21st July 2015
When ISIS overran Sinjar last summer, many of the city’s residents fled into the mountains and headed for safer areas to the northeast.
They are among the estimated 500,000 people from Sinjar, the Mosul area, and other regions overrunn by ISIS who ended up in the Duhok Governorate of northern Iraq. As so many families from Yazidi, Muslim, and Christian backgrounds arrived, they simply overwhelmed existing infrastructure.
Some 4,000 Yazidis—followers of a unique syncretistic religion focused on angels—squatted along a highway not far from the regional capital. Many of them, such as Monifa and Lazina and their families, had been traumatized after spending a week trapped on Mt. Sinjar before finally managing to flee on foot through Syria.
Owners of unfinished buildings in a nearby traditional Christian village had compassion on these displaced families and allowed them to move in not long after they arrived back in Iraq.
The desperate survivors were grateful, but major problems remained, including the water and sanitation situation.
For months, the United Nations trucked in water from a well about two miles away. However, the supply was low and service times were inconsistent. Sometimes the water trucks did not come for seven days.
Women and girls occasionally had to go searching for clean water to drink, bathe, and wash clothes and dishes. In addition, the trucking process was quite expensive and therefore not sustainable for the long term.
Samaritan’s Purse recently stepped in to help by installing nearly two miles of piping from the well to the village. Along with the underground piping, we set up 77 distribution points—taps with hose adapters—to provide water access to the 600 displaced families.
“I want to say thank you for this help,” said Bazid, a Yazidi from Sinjar. “You [your supporters] are far away from us, but still think about us.”
Once the project was completed, people quickly began connecting hoses to our water system to fill their water tanks. People started washing carpets, clothing, mattresses, and bedding.
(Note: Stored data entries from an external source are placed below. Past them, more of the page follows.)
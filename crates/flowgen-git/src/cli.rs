//! [`GitOps`] implemented by spawning the `git` executable.

use std::path::{Path, PathBuf};

use tracing::{debug, instrument};

use crate::error::{Error, Result};
use crate::runner::{CommandRunner, CommandSpec};
use crate::traits::GitOps;

/// Git operations through a [`CommandRunner`].
///
/// Queries capture output; mutating commands inherit it, so git's own
/// progress and summary lines reach the terminal.
#[derive(Debug, Clone)]
pub struct GitCli<R: CommandRunner> {
    runner: R,
    workdir: PathBuf,
}

impl<R: CommandRunner> GitCli<R> {
    /// Run git commands in `workdir` through `runner`.
    pub fn new(runner: R, workdir: impl Into<PathBuf>) -> Self {
        Self {
            runner,
            workdir: workdir.into(),
        }
    }

    /// The underlying runner.
    pub const fn runner(&self) -> &R {
        &self.runner
    }

    fn git<I, S>(&self, args: I) -> CommandSpec
    where
        I: IntoIterator<Item = S>,
        S: Into<String>,
    {
        CommandSpec::new("git")
            .args(args)
            .current_dir(&self.workdir)
    }
}

impl<R: CommandRunner> GitOps for GitCli<R> {
    fn workdir(&self) -> Option<&Path> {
        Some(&self.workdir)
    }

    #[instrument(skip_all)]
    fn current_branch(&self) -> Result<String> {
        let name = self
            .runner
            .run_capturing(&self.git(["rev-parse", "--abbrev-ref", "HEAD"]))?;
        if name == "HEAD" {
            return Err(Error::DetachedHead);
        }
        debug!(branch = %name, "current branch");
        Ok(name)
    }

    fn branch_exists(&self, name: &str) -> Result<bool> {
        let listed = self.runner.run_capturing(&self.git(["branch", "--list", name]))?;
        Ok(!listed.is_empty())
    }

    #[instrument(skip(self))]
    fn checkout_new_branch(&self, name: &str) -> Result<()> {
        self.runner.run_inheriting(&self.git(["checkout", "-b", name]))
    }

    #[instrument(skip(self))]
    fn stage_path(&self, path: &Path) -> Result<()> {
        let path = path.to_string_lossy();
        self.runner.run_inheriting(&self.git(["add", "--", &*path]))
    }

    #[instrument(skip(self))]
    fn commit(&self, message: &str) -> Result<()> {
        self.runner
            .run_inheriting(&self.git(["commit", "--allow-empty", "-m", message]))
    }
}
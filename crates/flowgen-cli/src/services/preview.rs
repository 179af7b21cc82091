//! Preview service: generate names without touching git.

use anyhow::Result;
use flowgen_core::{BranchName, NameGenerator, RandomSource};
use serde::Serialize;

use super::demo::Flow;

/// A generated branch name with a sample commit message.
#[derive(Debug, Clone, Serialize)]
pub struct PreviewEntry {
    pub flow: Flow,
    pub branch: BranchName,
    pub commit_message: String,
}

/// Service for previewing generated names.
pub struct PreviewService<R: RandomSource> {
    generator: NameGenerator<R>,
}

impl<R: RandomSource> PreviewService<R> {
    #[must_use]
    pub const fn new(generator: NameGenerator<R>) -> Self {
        Self { generator }
    }

    /// Generate `count` entries for each flow in `flows`.
    pub fn generate(&mut self, flows: &[Flow], count: usize) -> Result<Vec<PreviewEntry>> {
        let mut entries = Vec::with_capacity(flows.len() * count);
        for &flow in flows {
            for _ in 0..count {
                let branch = BranchName::new(self.generator.generate(flow.pattern())?)?;
                let commit_message = self.generator.commit_message()?;
                entries.push(PreviewEntry {
                    flow,
                    branch,
                    commit_message,
                });
            }
        }
        Ok(entries)
    }
}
“Laundry was being done everywhere,” wrote one of our staff members. “People were also digging trenches so they could put hose under the road to connect their water tanks to the taps. It was really interesting to see how dramatically we changed the way people live by giving them better access to clean water.”
Many thousands of displaced people are living in unfinished buildings without consistent access to clean or proper sanitation. Our team in northern Iraq is currently focused on providing these necessities.
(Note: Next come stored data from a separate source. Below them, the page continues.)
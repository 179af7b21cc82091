//! Error types for flowgen-core.

use std::path::PathBuf;

/// Result type alias using [`Error`].
pub type Result<T> = std::result::Result<T, Error>;

/// Errors that can occur in flowgen-core operations.
#[derive(Debug, thiserror::Error)]
pub enum Error {
    /// A random range was requested with `min > max`.
    #[error("invalid range: min {min} is greater than max {max}")]
    InvalidRange { min: usize, max: usize },

    /// A vocabulary was constructed without any words.
    #[error("vocabulary '{0}' is empty")]
    EmptyVocabulary(String),

    /// A vocabulary word that would not survive joining and splitting.
    #[error(
        "vocabulary '{vocabulary}' has invalid word '{word}': \
         words must be non-empty without spaces or hyphens"
    )]
    InvalidWord { vocabulary: String, word: String },

    /// A word count of zero was requested.
    #[error("word count must be at least 1 (got {0})")]
    InvalidWordCount(usize),

    /// The text buffer has no line that may be mutated.
    #[error(
        "buffer has {len} lines but at least {required} are needed \
         ({header_lines} header lines, one candidate, one final line)"
    )]
    BufferTooShort {
        /// Number of lines in the buffer.
        len: usize,
        /// Minimum number of lines required.
        required: usize,
        /// Size of the excluded header region.
        header_lines: usize,
    },

    /// Invalid branch name.
    #[error("invalid branch name '{name}': {reason}")]
    InvalidBranchName {
        /// The invalid name.
        name: String,
        /// Why the name is invalid.
        reason: String,
    },

    /// Config or text file parsing error.
    #[error("failed to parse {file}: {message}")]
    ParseError { file: PathBuf, message: String },

    /// IO error.
    #[error("io error: {0}")]
    Io(#[from] std::io::Error),

    /// TOML parsing error.
    #[error("toml error: {0}")]
    Toml(#[from] toml::de::Error),
}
In addition to the piping project, we have provided a septic system to serve the needs of 620 people living in an 18-room, partially constructed school building. They had shared one toilet between them all.
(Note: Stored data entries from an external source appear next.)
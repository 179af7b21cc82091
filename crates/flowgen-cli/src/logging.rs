//! Diagnostic tracing for flowgen.
//!
//! User-facing narration goes through [`crate::output`]; this is only for
//! debugging and is written to stderr.

use tracing_subscriber::{EnvFilter, fmt, layer::SubscriberExt, util::SubscriberInitExt};

/// Initialize the tracing subscriber.
///
/// Reads `RUST_LOG`. Defaults to `warn`, or `debug` with `--verbose`.
///
/// ```bash
/// RUST_LOG=flowgen_git=debug flowgen good
/// ```
pub fn init(verbose: bool) {
    let fallback = if verbose { "debug" } else { "warn" };
    let filter = EnvFilter::try_from_default_env().unwrap_or_else(|_| EnvFilter::new(fallback));

    tracing_subscriber::registry()
        .with(filter)
        .with(fmt::layer().with_writer(std::io::stderr).compact())
        .init();
}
Samaritan’s Purse will continue implementing several water, sanitation, and hygiene (WASH) projects in coming months to help those who’ve fled ISIS terror. We are actively engaged on a project right now to improve the water supply for a camp of 28,000 people.
In other ongoing work, we continue to create child-friendly spaces for youngsters traumatized by terror. Displaced and living in cramped, chaotic conditions, many boys and girls have not been to school in months. The areas we’re creating are safe places where kids can be kids and start to heal. Some of these spaces will offer playgrounds, some libraries, others will have locations for art, music, or dance classes.
Through all our work, our teams have unprecedented opportunities to minister to Iraqis who are seeing the love of God in action. We are able to pray with the hurting and point them to the Good News of Jesus Christ.
The words of the prophet Nahum, who is buried outside Mosul, remain as relevant today as they were in his day: “The Lord is good, a stronghold in the day of trouble; he knows those who take refuge in him. But with an overflowing flood he will make a complete end of the adversaries, and will pursue his enemies into darkness” (ESV).
Please continue to pray for the people of northern Iraq and our work there.